# My First Crush !



## Tnuscan (Aug 22, 2016)

On 8/16 brought home 150 lbs. of Noiret, 100 lbs. were crushed and destemmed, 50 pnds. were destemmed and crushed by hand. Brix was at 18.

The 100 lb. batch was raised to 22 Brix, and the 50 lb. batch was raised to 24 Brix. The pH was 3.3 and the TA was 7.5 g/L, must was sulfited and let sit for 24hrs.

8/17 Nutrients were added and RC 212 yeast was pitched.

8/21 Wine was @ 0 brix , then pressed and added to carboys to settle for 24 hrs.

8/22 Wine was racked off of gross lees, nutrient and Viniflora CH35 MLB were added to start MLF. 

Will stir twice weekly until (hopefully) MLF is complete. 

This has been fun, I am excited to be getting next batch of grapes.

Thanks @Boatboy24, @ibglowin, @Johnd, and especially @JohnT for all of the posts that have increased my desire to do this. Wish I had taken pictures, next crush I will.

Next crush will be in a couple of weeks and will be Chambourcin.
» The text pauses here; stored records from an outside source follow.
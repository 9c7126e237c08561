//! Knowledge operations exposed to the calling agent
//!
//! Every operation answers from the local store; writes nudge the sync
//! engine but never wait for it.

use anyhow::Context;
use serde::Serialize;
use std::path::Path;
use std::sync::Arc;
use std::time::Duration;
use tracing::{debug, info, warn};

use crate::board::{PostOutcome, ProblemBoard};
use crate::config::Config;
use crate::error::{Error, Result};
use crate::matching::{ErrorSignature, Match, Query, RelevanceMatcher};
use crate::security::{identity_path, Identity};
use crate::store::{LocalStore, QueryFilters, StoreStats};
use crate::sync::{HttpRemote, SyncEngine, SyncReport, SyncStatus};
use crate::types::{EntryKind, KnowledgeEntry, ProblemRecord, ProblemSource, ProblemStatus};

/// Input to `memorize`
#[derive(Debug, Clone)]
pub struct MemorizeRequest {
    pub kind: EntryKind,
    pub title: String,
    pub content: String,
    pub tags: Vec<String>,
    pub category: String,
    /// Appended to the content as a fenced block
    pub code_example: Option<String>,
    /// Prior entry this one replaces
    pub supersedes: Option<String>,
    /// Problem this entry answers
    pub resolves_problem: Option<String>,
}

impl MemorizeRequest {
    pub fn new(kind: EntryKind, title: impl Into<String>, content: impl Into<String>, tags: Vec<String>, category: impl Into<String>) -> Self {
        Self {
            kind,
            title: title.into(),
            content: content.into(),
            tags,
            category: category.into(),
            code_example: None,
            supersedes: None,
            resolves_problem: None,
        }
    }
}

/// Input to `report_failure`
#[derive(Debug, Clone)]
pub enum FailureReport {
    Plain {
        title: String,
        content: String,
        tags: Vec<String>,
    },
    Structured {
        what_i_tried: String,
        why_it_failed: String,
        context: Option<String>,
        better_alternative: Option<String>,
        tags: Vec<String>,
    },
}

const FAILURE_TITLE_CHARS: usize = 80;

impl FailureReport {
    fn into_request(self) -> MemorizeRequest {
        let (title, content, mut tags) = match self {
            FailureReport::Plain { title, content, tags } => (title, content, tags),
            FailureReport::Structured { what_i_tried, why_it_failed, context, better_alternative, tags } => {
                let mut parts = vec![
                    "## What was tried".to_string(),
                    what_i_tried.clone(),
                    String::new(),
                    "## Why it failed".to_string(),
                    why_it_failed,
                ];
                if let Some(context) = context.filter(|c| !c.trim().is_empty()) {
                    parts.extend(["".to_string(), "## Context".to_string(), context]);
                }
                if let Some(alternative) = better_alternative.filter(|a| !a.trim().is_empty()) {
                    parts.extend(["".to_string(), "## What worked instead".to_string(), alternative]);
                }
                let mut title: String = what_i_tried.chars().take(FAILURE_TITLE_CHARS).collect();
                if what_i_tried.chars().count() > FAILURE_TITLE_CHARS {
                    title.push_str("...");
                }
                (format!("Anti-pattern: {}", title), parts.join("\n"), tags)
            }
        };
        tags.extend(["failure".to_string(), "anti-pattern".to_string()]);
        MemorizeRequest::new(EntryKind::FailurePattern, title, content, tags, "anti-pattern")
    }
}

/// Result of `intercept`
#[derive(Debug, Clone, Serialize)]
pub struct Interception {
    pub signature: ErrorSignature,
    pub matches: Vec<Match>,
}

/// Result of `known_failures`
#[derive(Debug, Clone, Serialize)]
pub struct KnownFailures {
    pub matches: Vec<Match>,
    /// No failure pattern matched; these are related entries of any kind
    pub fallback: bool,
}

/// Result of `whats_trending`
#[derive(Debug, Clone, Serialize)]
pub struct Trending {
    pub entries: Vec<KnowledgeEntry>,
    pub open_problems: Vec<ProblemRecord>,
}

/// Combined health for `status`
#[derive(Debug, Clone, Serialize)]
pub struct Status {
    pub instance_id: String,
    pub snapshot: String,
    pub store: StoreStats,
    pub sync: Option<SyncStatus>,
}

/// The agent-facing knowledge tools over one local store
pub struct Collective {
    store: Arc<LocalStore>,
    board: ProblemBoard,
    sync: Option<Arc<SyncEngine>>,
    default_limit: usize,
}

impl Collective {
    pub fn new(store: Arc<LocalStore>, board: ProblemBoard, sync: Option<Arc<SyncEngine>>) -> Self {
        let default_limit = store.matcher().config().default_limit.max(1);
        Self { store, board, sync, default_limit }
    }

    /// Assemble identity, store, remote client and sync engine from configuration
    pub fn from_config(config: &Config, config_dir: &Path) -> anyhow::Result<Self> {
        let identity_file = identity_path(config_dir);
        let identity = Identity::load_or_create(&identity_file)
            .context("Failed to create instance identity")?;
        let instance_id = std::env::var("COLLECTIVE_INSTANCE_ID")
            .ok()
            .filter(|id| !id.trim().is_empty())
            .unwrap_or_else(|| identity.instance_id.clone());

        let snapshot = config.snapshot_path()?;
        let store = Arc::new(
            LocalStore::open(&snapshot, instance_id.clone(), RelevanceMatcher::new(config.matcher.clone()))
                .with_context(|| format!("Failed to open knowledge store {}", snapshot.display()))?,
        );

        let api_key = identity.resolve_api_key().map(|(key, source)| {
            debug!("Using API key from {:?}", source);
            key
        });
        let remote = HttpRemote::new(
            &config.sync.base_url,
            instance_id,
            api_key.clone(),
            Duration::from_secs(config.sync.request_timeout_secs.max(1)),
        )
        .context("Failed to build HTTP client")?;

        let engine = SyncEngine::new(store.clone(), Arc::new(remote), config.sync.clone(), api_key.is_some())
            .on_register(move |registration| {
                let mut identity = Identity::load_or_create(&identity_file)?;
                identity.set_api_key(&identity_file, &registration.api_key)
            });

        let board = ProblemBoard::new(store.clone(), config.board.clone());
        Ok(Self::new(store, board, Some(Arc::new(engine))))
    }

    pub fn store(&self) -> &Arc<LocalStore> {
        &self.store
    }

    pub fn board(&self) -> &ProblemBoard {
        &self.board
    }

    pub fn sync_engine(&self) -> Option<&Arc<SyncEngine>> {
        self.sync.as_ref()
    }

    fn limit(&self, limit: Option<usize>) -> usize {
        limit.filter(|l| *l > 0).unwrap_or(self.default_limit)
    }

    /// Count returned entries as consumed; failure to persist the count is not fatal
    fn consume(&self, mut matches: Vec<Match>, limit: usize) -> Vec<Match> {
        matches.truncate(limit);
        let ids: Vec<String> = matches.iter().map(|m| m.entry.id.clone()).collect();
        if let Err(e) = self.store.record_usage(&ids) {
            warn!("Could not record usage: {}", e);
        }
        for m in &mut matches {
            m.entry.usage_count += 1;
        }
        matches
    }

    fn enqueue_sync(&self) {
        if let Some(engine) = &self.sync {
            engine.notify();
        }
    }

    /// Parse error text and rank knowledge against its signature
    pub fn intercept(&self, error_text: &str, context: Option<&str>, limit: Option<usize>) -> Interception {
        let signature = ErrorSignature::parse_with_context(error_text, context);
        let matches = self.store.query(&Query::Signature(signature.clone()), &QueryFilters::default());
        Interception {
            matches: self.consume(matches, self.limit(limit)),
            signature,
        }
    }

    pub fn recall(&self, query: &str, filters: &QueryFilters, limit: Option<usize>) -> Vec<Match> {
        let matches = self.store.query(&Query::from(query), filters);
        self.consume(matches, self.limit(limit))
    }

    /// Store a new entry; resolves the linked problem when one is given.
    ///
    /// An unknown or already resolved problem is rejected before anything is
    /// stored. Once the entry is stored only a storage failure is reported.
    pub fn memorize(&self, request: MemorizeRequest) -> Result<String> {
        if let Some(problem_id) = &request.resolves_problem {
            let problem = self.store.get_problem(problem_id)?;
            if problem.status == ProblemStatus::Resolved {
                return Err(Error::InvalidInput(format!("problem {} is already resolved", problem_id)));
            }
        }

        let mut content = request.content;
        if let Some(code) = request.code_example.filter(|c| !c.trim().is_empty()) {
            content.push_str(&format!("\n\n## Code\n```\n{}\n```", code.trim_end()));
        }
        let mut entry = KnowledgeEntry::draft(request.kind, request.title, content, &request.tags, request.category);
        entry.supersedes = request.supersedes;

        let id = self.store.put(entry)?;
        info!("Memorized {} entry {}", request.kind, id);
        self.enqueue_sync();
        if let Some(problem_id) = request.resolves_problem {
            match self.board.resolve(&problem_id, &id) {
                Ok(_) => {}
                Err(e @ Error::Storage { .. }) => return Err(e),
                Err(e) => warn!("Stored {} but could not resolve problem {}: {}", id, problem_id, e),
            }
        }
        Ok(id)
    }

    pub fn report_failure(&self, report: FailureReport) -> Result<String> {
        self.memorize(report.into_request())
    }

    /// Failure patterns for a query, or related knowledge of any kind when none match
    pub fn known_failures(&self, query: &str, limit: Option<usize>) -> KnownFailures {
        let limit = self.limit(limit);
        let failures = self.store.query(&Query::from(query), &QueryFilters::kind(EntryKind::FailurePattern));
        if !failures.is_empty() {
            return KnownFailures { matches: self.consume(failures, limit), fallback: false };
        }
        let related = self.store.query(&Query::from(query), &QueryFilters::default());
        KnownFailures { matches: self.consume(related, limit.min(3)), fallback: true }
    }

    /// Existing matches when knowledge already covers the problem, otherwise a new problem id
    pub fn ask_community(&self, problem_text: &str, tags: &[String]) -> Result<PostOutcome> {
        let problem = ProblemRecord::new(ProblemSource::AgentPosted, None, problem_text, tags);
        let outcome = self.board.post(problem)?;
        if let PostOutcome::Posted(_) = &outcome {
            self.enqueue_sync();
        }
        Ok(outcome)
    }

    /// Recent collective entries by recency then usage, plus open problems
    pub fn whats_trending(&self, limit: Option<usize>) -> Trending {
        let limit = self.limit(limit);
        let visible: Vec<KnowledgeEntry> = self.store.list_entries()
            .into_iter()
            .filter(|e| e.is_visible())
            .collect();
        let collective: Vec<KnowledgeEntry> = visible.iter().filter(|e| !e.origin.is_local()).cloned().collect();
        let mut entries = if collective.is_empty() { visible } else { collective };
        entries.sort_by(|a, b| {
            b.updated_at.cmp(&a.updated_at)
                .then_with(|| b.usage_count.cmp(&a.usage_count))
                .then_with(|| a.id.cmp(&b.id))
        });
        entries.truncate(limit);

        let mut open_problems = self.board.open_problems();
        open_problems.reverse();
        open_problems.truncate(limit);
        Trending { entries, open_problems }
    }

    /// Point-in-time listing of every entry
    pub fn knowledge_snapshot(&self) -> Vec<KnowledgeEntry> {
        self.store.list_entries()
    }

    /// Point-in-time listing of the problem board
    pub fn problem_snapshot(&self) -> Vec<ProblemRecord> {
        self.board.list()
    }

    pub async fn status(&self) -> Status {
        let sync = match &self.sync {
            Some(engine) => Some(engine.status().await),
            None => None,
        };
        Status {
            instance_id: self.store.instance_id().to_string(),
            snapshot: self.store.path().display().to_string(),
            store: self.store.stats(),
            sync,
        }
    }

    /// Explicit sync pass
    pub async fn sync_now(&self) -> Result<SyncReport> {
        match &self.sync {
            Some(engine) => engine.sync_now().await,
            None => Err(Error::InvalidInput("sync is not configured".into())),
        }
    }

    /// Persist anything an earlier failed write left in memory
    pub fn shutdown(&self) -> Result<()> {
        self.store.flush()
    }
}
Any thoughts or ideas will be appreciated.


----------



## Johnd (Aug 22, 2016)

@tnuscan sounds like you're off to a good start this year! I won't be getting my goods until late October or early November.


----------



## Johny99 (Aug 22, 2016)

Enjoy the excitement. I'm still cleaning and getting ready. Likely will start picking in two weeks or so.


----------



## ceeaton (Aug 23, 2016)

Your pH is pretty close to the Pinot Noir I made this Spring. In hindsight, with the issues I had with my MLF, I might stir it more often, like every other day, as I attribute my laziness of not wanting to sterilize my stirrer to be why my MLF took so long. Once I stirred it regularly, it progressed to almost finished in two weeks.
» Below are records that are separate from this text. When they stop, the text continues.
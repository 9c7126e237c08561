//! Exponential backoff for failed sync passes

use std::time::Duration;

/// Tracks consecutive failures and the resulting delay
#[derive(Debug, Clone)]
pub struct Backoff {
    base: Duration,
    max: Duration,
    failures: u32,
}

impl Backoff {
    pub fn new(base: Duration, max: Duration) -> Self {
        Self { base, max: max.max(base), failures: 0 }
    }

    pub fn failures(&self) -> u32 {
        self.failures
    }

    pub fn record_failure(&mut self) {
        self.failures = self.failures.saturating_add(1);
    }

    pub fn reset(&mut self) {
        self.failures = 0;
    }

    /// `base * 2^failures`, capped at the maximum
    pub fn delay(&self) -> Duration {
        let factor = 2u32.saturating_pow(self.failures);
        self.base.saturating_mul(factor).min(self.max)
    }

    /// Wait before the next pass: the regular interval, or the backoff delay after failures
    pub fn next_delay(&self, interval: Duration) -> Duration {
        if self.failures > 0 {
            self.delay()
        } else {
            interval
        }
    }
}

#[cfg(test)]
mod tests {
    use super::*;

    #[test]
    fn test_backoff_doubles_and_caps() {
        let mut backoff = Backoff::new(Duration::from_secs(30), Duration::from_secs(600));
        assert_eq!(backoff.next_delay(Duration::from_secs(300)).as_secs(), 300);

        backoff.record_failure();
        assert_eq!(backoff.delay().as_secs(), 60);
        backoff.record_failure();
        assert_eq!(backoff.delay().as_secs(), 120);
        for _ in 0..40 {
            backoff.record_failure();
        }
        assert_eq!(backoff.delay().as_secs(), 600); // capped

        backoff.reset();
        assert_eq!(backoff.failures(), 0);
        assert_eq!(backoff.next_delay(Duration::from_secs(300)).as_secs(), 300);
    }
}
Can't wait for my Lanza Zin grapes hopefully in about a month. It will be my second all grape batch, need to go find the handy dandy long handled potato masher (aka punch down tool).


----------



## Boatboy24 (Aug 23, 2016)

ceeaton said:


> Your pH is pretty close to the Pinot Noir I made this Spring. In hindsight, with the issues I had with my MLF, I might stir it more often, like every other day, as I attribute my laziness of not wanting to sterilize my stirrer to be why my MLF took so long. Once I stirred it regularly, it progressed to almost finished in two weeks.
> 
> Can't wait for my Lanza Zin grapes hopefully in about a month. It will be my second all grape batch, need to go find the handy dandy long handled potato masher (aka punch down tool).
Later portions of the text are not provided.